Believing Reijm to be a model prisoner, Randall attempted to escort him to jail without handcuffing him. Instead Reijm made a break for it. John T. Lallas, a private security guard, attempted to block Reijm from running out the front door of the court-house and was injured in the process.
Lallas sued Deputy Randall and Skagit County claiming negligence. The trial court granted summary judgment to both defendants, holding they were entitled to quasi-judicial immunity from suit. After the Court of Appeals reversed, the Washington Supreme Court granted review. [See: PLN, Feb. 2009, p.37].

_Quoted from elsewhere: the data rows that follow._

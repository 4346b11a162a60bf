//! Remote transcription: provider contract, HTTP client and bounded poller.
//!
//! # Overview
//!
//! ```text
//! WAV working copy → Transcriber → TranscriptionProvider::upload
//!                                → TranscriptionProvider::start_job
//!                                → TranscriptionProvider::job_status (× ≤ max_attempts)
//!                                → Transcript
//! ```
//!
//! [`GladiaClient`] is the production provider.  Tests supply their own
//! [`TranscriptionProvider`] implementations.

pub mod gladia;
pub mod poller;
pub mod provider;
pub mod transcript;

pub use gladia::GladiaClient;
pub use poller::Transcriber;
pub use provider::{
    AudioHandle, JobHandle, JobOptions, JobStatus, TranscriptionError, TranscriptionProvider,
};
pub use transcript::Transcript;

Deputy Randall and Skagit County argued they were immune from suit because Randall was performing a judicial function when she was escorting Reijm to jail on Judge Skelton’s order. The Supreme Court disagreed.
Judicial immunity applies when the function being performed is in a “judicial capacity,” the Court wrote. In this case Deputy Randall was not performing a judicial function in transporting Reijm to jail, because “[j]udges do not normally escort prisoners to jail as part of their official duties,” the Supreme Court concluded. Accordingly, judicial immunity did not apply be-cause Deputy Randall’s actions did not constitute “judicial conduct.”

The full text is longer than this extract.